Disminuir el costo de las tarifas en la región es un reto regulatorio complejo. Las Comisiones de Regulación tienen que ser más oportunas en la toma de decisiones, estar en sintonía con la ciudadanía y trabajar en armonía con el gobierno nacional.

En parte, las dificultades para nombrar los expertos comisionados resultan de que deben acreditar experiencia en cargos directivos en empresas del sector, de ahí que prioricen los intereses de los agentes privados. Por eso esperamos avanzar hacia un modelo regulatorio que tenga al usuario como consideración fundamental.

En el corto plazo, sin embargo, el Gobierno está estudiando la posibilidad de realizar ajustes temporales al modelo de reconocimiento de pérdidas en la región Caribe para así disminuir esta parte de la fórmula tarifaria.

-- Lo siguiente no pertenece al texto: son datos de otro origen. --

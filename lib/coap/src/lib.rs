//! A small RFC 7252 CoAP implementation scoped to what the LwM2M
//! client needs: message framing, Block1/Block2 (RFC 7959), Observe
//! (RFC 7641), and a DTLS seam rather than a DTLS implementation.
//! No CoAP crate from crates.io is pulled in; the wire format is
//! hand-rolled the same way pcap-ng framing is hand-rolled elsewhere
//! in this codebase's lineage, rather than adopted from a framework.

pub mod client;
pub mod dtls;
pub mod message;
pub mod options;
pub mod server;
pub mod transport;

pub use message::{Code, Message, MessageError, MessageType};
pub use options::{BlockError, BlockValue, MediaType, OptionNumber, Options};
pub use server::{ObserveRegistry, Request, Resource, Site};
pub use transport::{Endpoint, RetransmitConfig, TransportError};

También contemplamos separar los cobros de alumbrado público y seguridad ciudadana, pues estos tienen un impacto alto en el valor de la factura. Otra alternativa sería que el Estado asumiera parte de las inversiones en redes, lo que haría que estas no sean reconocidas vía tarifa, aliviando el cargo por distribución que asume el usuario.

Lo cierto es que cualquier decisión que se adopte para disminuir el valor de las tarifas no será arbitraria, ni perderá de vista los costos que implican llevar energía eléctrica a los hogares de la región caribe. Cómo lo hemos hecho hasta ahora, toda medida regulatoria estará antecedida de un debate riguroso. Debemos actuar con celeridad porque la situación en el Caribe está cerca de salirse de control.